**ABOUT THIS TASK**
Give an exact copy of the lines from the beginning of the listing below to the "pub mod methods;" line, inclusive.

**RAW DATA**
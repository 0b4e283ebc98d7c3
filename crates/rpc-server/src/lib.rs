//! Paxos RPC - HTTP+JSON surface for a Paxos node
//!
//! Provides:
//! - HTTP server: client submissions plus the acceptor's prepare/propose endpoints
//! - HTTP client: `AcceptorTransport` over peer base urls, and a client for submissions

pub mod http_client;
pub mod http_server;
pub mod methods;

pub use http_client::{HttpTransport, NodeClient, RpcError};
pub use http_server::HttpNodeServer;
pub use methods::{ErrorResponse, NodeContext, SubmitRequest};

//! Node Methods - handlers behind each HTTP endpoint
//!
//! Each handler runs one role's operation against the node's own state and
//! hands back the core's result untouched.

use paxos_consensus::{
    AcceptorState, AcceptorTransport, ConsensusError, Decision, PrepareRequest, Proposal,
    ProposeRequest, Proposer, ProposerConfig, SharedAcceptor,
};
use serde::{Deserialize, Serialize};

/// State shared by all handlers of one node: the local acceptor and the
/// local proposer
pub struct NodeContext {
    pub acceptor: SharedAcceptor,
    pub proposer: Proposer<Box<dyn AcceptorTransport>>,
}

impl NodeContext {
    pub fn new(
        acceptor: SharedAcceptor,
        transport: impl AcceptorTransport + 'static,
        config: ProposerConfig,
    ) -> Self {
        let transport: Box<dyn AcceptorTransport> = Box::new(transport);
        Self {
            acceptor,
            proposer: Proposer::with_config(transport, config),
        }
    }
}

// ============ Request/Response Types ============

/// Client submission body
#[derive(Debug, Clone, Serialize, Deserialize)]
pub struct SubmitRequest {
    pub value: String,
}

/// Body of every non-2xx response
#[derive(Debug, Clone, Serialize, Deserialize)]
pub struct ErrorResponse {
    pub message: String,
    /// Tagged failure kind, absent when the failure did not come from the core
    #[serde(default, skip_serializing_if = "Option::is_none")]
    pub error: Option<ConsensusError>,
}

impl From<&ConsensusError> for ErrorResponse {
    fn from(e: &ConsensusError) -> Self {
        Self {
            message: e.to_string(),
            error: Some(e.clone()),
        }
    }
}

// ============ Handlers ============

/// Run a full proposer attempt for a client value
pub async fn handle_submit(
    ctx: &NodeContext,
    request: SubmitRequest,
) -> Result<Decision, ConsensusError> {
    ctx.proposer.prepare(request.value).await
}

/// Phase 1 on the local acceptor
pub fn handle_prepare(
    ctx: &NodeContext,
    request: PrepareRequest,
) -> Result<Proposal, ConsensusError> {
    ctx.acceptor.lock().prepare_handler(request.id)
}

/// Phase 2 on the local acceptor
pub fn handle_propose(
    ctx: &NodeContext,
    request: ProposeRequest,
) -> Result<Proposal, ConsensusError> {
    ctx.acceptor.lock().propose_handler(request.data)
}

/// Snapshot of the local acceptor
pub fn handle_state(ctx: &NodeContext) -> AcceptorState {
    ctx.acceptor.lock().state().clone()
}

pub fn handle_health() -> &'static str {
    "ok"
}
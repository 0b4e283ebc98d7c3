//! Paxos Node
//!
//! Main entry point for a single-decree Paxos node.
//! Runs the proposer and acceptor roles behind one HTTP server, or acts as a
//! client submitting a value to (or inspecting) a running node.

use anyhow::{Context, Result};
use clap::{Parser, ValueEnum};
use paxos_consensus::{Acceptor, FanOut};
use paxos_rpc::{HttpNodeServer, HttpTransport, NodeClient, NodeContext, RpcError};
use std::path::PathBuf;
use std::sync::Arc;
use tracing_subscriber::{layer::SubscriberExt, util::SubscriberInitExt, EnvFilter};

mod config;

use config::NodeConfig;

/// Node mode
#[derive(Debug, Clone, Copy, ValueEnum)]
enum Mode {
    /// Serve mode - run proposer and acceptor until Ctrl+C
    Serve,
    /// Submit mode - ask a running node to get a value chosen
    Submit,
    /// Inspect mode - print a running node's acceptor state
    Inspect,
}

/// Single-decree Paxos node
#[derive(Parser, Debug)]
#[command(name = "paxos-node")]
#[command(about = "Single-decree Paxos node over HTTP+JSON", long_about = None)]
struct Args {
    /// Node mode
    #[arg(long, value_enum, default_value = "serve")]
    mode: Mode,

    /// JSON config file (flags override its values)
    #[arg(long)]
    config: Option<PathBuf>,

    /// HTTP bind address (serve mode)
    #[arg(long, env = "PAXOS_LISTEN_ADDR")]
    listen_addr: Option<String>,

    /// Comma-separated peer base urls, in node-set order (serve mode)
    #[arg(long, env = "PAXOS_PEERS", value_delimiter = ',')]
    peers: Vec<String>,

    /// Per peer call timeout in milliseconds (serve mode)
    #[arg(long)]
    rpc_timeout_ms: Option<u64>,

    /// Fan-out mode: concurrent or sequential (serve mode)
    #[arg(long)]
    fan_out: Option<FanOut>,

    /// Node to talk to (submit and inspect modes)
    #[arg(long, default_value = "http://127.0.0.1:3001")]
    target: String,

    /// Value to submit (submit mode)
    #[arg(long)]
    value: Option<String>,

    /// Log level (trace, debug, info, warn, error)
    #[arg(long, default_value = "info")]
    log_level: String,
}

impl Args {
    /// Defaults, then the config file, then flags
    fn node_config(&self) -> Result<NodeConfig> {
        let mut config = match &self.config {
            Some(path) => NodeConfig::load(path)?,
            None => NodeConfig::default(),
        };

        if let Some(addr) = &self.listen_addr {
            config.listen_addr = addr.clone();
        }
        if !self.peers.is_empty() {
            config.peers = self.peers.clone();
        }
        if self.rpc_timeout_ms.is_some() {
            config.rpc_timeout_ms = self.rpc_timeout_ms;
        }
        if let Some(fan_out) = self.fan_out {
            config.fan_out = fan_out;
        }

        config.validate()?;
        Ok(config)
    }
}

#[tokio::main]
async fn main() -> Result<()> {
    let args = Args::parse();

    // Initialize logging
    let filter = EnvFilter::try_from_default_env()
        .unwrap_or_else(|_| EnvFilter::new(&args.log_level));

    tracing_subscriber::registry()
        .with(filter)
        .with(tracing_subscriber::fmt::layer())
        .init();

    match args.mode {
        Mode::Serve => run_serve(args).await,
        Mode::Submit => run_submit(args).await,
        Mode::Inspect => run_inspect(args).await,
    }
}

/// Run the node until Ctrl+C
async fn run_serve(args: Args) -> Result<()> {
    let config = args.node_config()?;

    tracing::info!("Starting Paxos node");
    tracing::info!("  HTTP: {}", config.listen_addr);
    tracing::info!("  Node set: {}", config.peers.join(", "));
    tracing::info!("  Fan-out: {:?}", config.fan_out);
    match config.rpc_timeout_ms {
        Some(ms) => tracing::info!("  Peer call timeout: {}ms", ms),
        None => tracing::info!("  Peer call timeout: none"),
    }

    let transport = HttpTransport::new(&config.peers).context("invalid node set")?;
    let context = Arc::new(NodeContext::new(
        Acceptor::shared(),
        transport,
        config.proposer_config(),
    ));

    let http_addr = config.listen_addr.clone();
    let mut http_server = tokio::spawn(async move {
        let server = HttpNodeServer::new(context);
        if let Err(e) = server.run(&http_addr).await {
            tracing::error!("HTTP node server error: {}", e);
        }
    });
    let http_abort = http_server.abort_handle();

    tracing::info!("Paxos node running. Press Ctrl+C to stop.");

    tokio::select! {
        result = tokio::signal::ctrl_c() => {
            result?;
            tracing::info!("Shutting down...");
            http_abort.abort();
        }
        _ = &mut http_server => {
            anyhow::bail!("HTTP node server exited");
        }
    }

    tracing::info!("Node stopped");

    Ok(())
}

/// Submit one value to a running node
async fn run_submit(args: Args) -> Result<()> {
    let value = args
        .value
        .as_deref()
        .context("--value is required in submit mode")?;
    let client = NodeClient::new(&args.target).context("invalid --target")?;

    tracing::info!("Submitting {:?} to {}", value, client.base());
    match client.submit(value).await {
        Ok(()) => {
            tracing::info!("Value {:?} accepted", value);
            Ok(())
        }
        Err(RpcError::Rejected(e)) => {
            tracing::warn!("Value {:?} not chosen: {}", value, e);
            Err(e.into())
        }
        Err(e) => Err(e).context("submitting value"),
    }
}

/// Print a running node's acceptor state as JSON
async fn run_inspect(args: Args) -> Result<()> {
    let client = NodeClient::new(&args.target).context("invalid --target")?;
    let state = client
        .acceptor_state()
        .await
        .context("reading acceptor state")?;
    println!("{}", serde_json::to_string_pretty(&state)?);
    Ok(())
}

**RESPONSE AREA**
repository 0b4e283ebc98d7c3
filename crates/rpc-server/src/lib.rs
//! Paxos RPC - HTTP+JSON surface for a Paxos node
//!
//! Provides:
//! - HTTP server: client submissions plus the acceptor's prepare/propose endpoints
//! - HTTP client: `AcceptorTransport` over peer base urls, and a client for submissions

pub mod http_client;
pub mod http_server;
pub mod methods;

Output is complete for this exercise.